RECORDS FOR THIS EXERCISE below:

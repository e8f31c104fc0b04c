// Wallet conveniences of a node handle

use log::{debug, log_enabled, Level};
use regnet_common::amount::Amount;
use thiserror::Error;
use tokio::time::{sleep, Duration, Instant};

use super::NodeHandle;
use crate::rpc::{RpcError, RpcResult};

pub const DEFAULT_BALANCE_TIMEOUT: Duration = Duration::from_secs(2);
pub const DEFAULT_MEMPOOL_TIMEOUT: Duration = Duration::from_secs(2);
const BALANCE_POLL_INTERVAL: Duration = Duration::from_millis(100);
const MEMPOOL_POLL_INTERVAL: Duration = Duration::from_millis(200);

#[derive(Debug, Error)]
pub enum WalletError {
    #[error(transparent)]
    Rpc(#[from] RpcError),
    #[error("Unable to get scriptPubKey for address {}", _0)]
    MissingScriptPubKey(String),
    #[error("Invalid scriptPubKey hex for address {}", _0)]
    InvalidScriptPubKey(String),
    #[error("Timeout waiting for balance change (old = {})", old)]
    BalanceTimeout { old: Amount },
}

/// Where a transaction was found.
#[derive(Debug, Clone, Copy, PartialEq, Eq)]
pub enum TxLocation {
    Mempool,
}

impl NodeHandle {
    pub async fn get_balance(&self) -> RpcResult<Amount> {
        self.rpc.get_balance().await
    }

    /// Poll the balance every 100ms until it differs from `old`.
    pub async fn wait_for_balance_change(
        &self,
        old: Amount,
        timeout: Duration,
    ) -> Result<Amount, WalletError> {
        let deadline = Instant::now() + timeout;
        loop {
            let balance = self.rpc.get_balance().await?;
            if balance != old {
                return Ok(balance);
            }
            if Instant::now() >= deadline {
                return Err(WalletError::BalanceTimeout { old });
            }
            sleep(BALANCE_POLL_INTERVAL).await;
        }
    }

    pub async fn get_new_address(&self) -> RpcResult<String> {
        self.rpc.get_new_address().await
    }

    /// Mine `count` blocks paying a fresh address of this node.
    pub async fn generate_blocks(&self, count: u64) -> RpcResult<Vec<String>> {
        let address = self.rpc.get_new_address().await?;
        let hashes = self.rpc.generate_to_address(count, &address).await?;
        if log_enabled!(Level::Debug) {
            debug!("Node {} mined {} blocks", self.id, hashes.len());
        }
        Ok(hashes)
    }

    pub async fn send_to_address(&self, address: &str, amount: Amount) -> RpcResult<String> {
        self.rpc.send_to_address(address, amount).await
    }

    /// Pay `amount` to a fresh address owned by `other`.
    pub async fn send_to_node(&self, other: &NodeHandle, amount: Amount) -> RpcResult<String> {
        let address = other.rpc.get_new_address().await?;
        self.rpc.send_to_address(&address, amount).await
    }

    /// Poll the mempool every 200ms for `txid`. Not finding it before the
    /// deadline is `Ok(None)`; request failures are returned as is.
    pub async fn wait_for_transaction(
        &self,
        txid: &str,
        timeout: Duration,
    ) -> RpcResult<Option<TxLocation>> {
        let deadline = Instant::now() + timeout;
        loop {
            let mempool = self.rpc.get_raw_mempool().await?;
            if mempool.iter().any(|id| id == txid) {
                return Ok(Some(TxLocation::Mempool));
            }
            if Instant::now() >= deadline {
                return Ok(None);
            }
            sleep(MEMPOOL_POLL_INTERVAL).await;
        }
    }

    /// Output script the node associates with `address`.
    pub async fn get_script_pubkey(&self, address: &str) -> Result<Vec<u8>, WalletError> {
        let info = self.rpc.get_address_info(address).await?;
        let script = info
            .script_pub_key
            .filter(|s| !s.is_empty())
            .ok_or_else(|| WalletError::MissingScriptPubKey(address.to_string()))?;
        hex::decode(script).map_err(|_| WalletError::InvalidScriptPubKey(address.to_string()))
    }

    /// Make `address` spendable by both nodes: whichever side owns it
    /// exports the key and the other imports it (empty label, no rescan).
    pub async fn share_address_with_node(
        &self,
        other: &NodeHandle,
        address: &str,
    ) -> RpcResult<()> {
        let info = self.rpc.get_address_info(address).await?;
        let (owner, receiver) = if info.is_mine {
            (self, other)
        } else {
            (other, self)
        };
        let key = owner.rpc.dump_priv_key(address).await?;
        receiver.rpc.import_priv_key(&key, "", false).await
    }
}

End of RECORDS FOR THIS EXERCISE.

INSTRUCTIONS TO FOLLOW: Repeat each line of the data above, exactly as it appears, from the first through the line that contains "pub async fn generate_blocks(&self, count: u64)".

OUTPUT FOR THIS EXERCISE:
repository e8f31c104fc0b04c
// Wallet conveniences of a node handle

use log::{debug, log_enabled, Level};
use regnet_common::amount::Amount;
use thiserror::Error;
use tokio::time::{sleep, Duration, Instant};

use super::NodeHandle;
use crate::rpc::{RpcError, RpcResult};

pub const DEFAULT_BALANCE_TIMEOUT: Duration = Duration::from_secs(2);
pub const DEFAULT_MEMPOOL_TIMEOUT: Duration = Duration::from_secs(2);
const BALANCE_POLL_INTERVAL: Duration = Duration::from_millis(100);
const MEMPOOL_POLL_INTERVAL: Duration = Duration::from_millis(200);

#[derive(Debug, Error)]
pub enum WalletError {
    #[error(transparent)]
    Rpc(#[from] RpcError),
    #[error("Unable to get scriptPubKey for address {}", _0)]
    MissingScriptPubKey(String),
    #[error("Invalid scriptPubKey hex for address {}", _0)]
    InvalidScriptPubKey(String),
    #[error("Timeout waiting for balance change (old = {})", old)]
    BalanceTimeout { old: Amount },
}

/// Where a transaction was found.
#[derive(Debug, Clone, Copy, PartialEq, Eq)]
pub enum TxLocation {
    Mempool,
}

impl NodeHandle {
    pub async fn get_balance(&self) -> RpcResult<Amount> {
        self.rpc.get_balance().await
    }

    /// Poll the balance every 100ms until it differs from `old`.
    pub async fn wait_for_balance_change(
        &self,
        old: Amount,
        timeout: Duration,
    ) -> Result<Amount, WalletError> {
        let deadline = Instant::now() + timeout;
        loop {
            let balance = self.rpc.get_balance().await?;
            if balance != old {
                return Ok(balance);
            }
            if Instant::now() >= deadline {
                return Err(WalletError::BalanceTimeout { old });
            }
            sleep(BALANCE_POLL_INTERVAL).await;
        }
    }

    pub async fn get_new_address(&self) -> RpcResult<String> {
        self.rpc.get_new_address().await
    }

    /// Mine `count` blocks paying a fresh address of this node.
    pub async fn generate_blocks(&self, count: u64) -> RpcResult<Vec<String>> {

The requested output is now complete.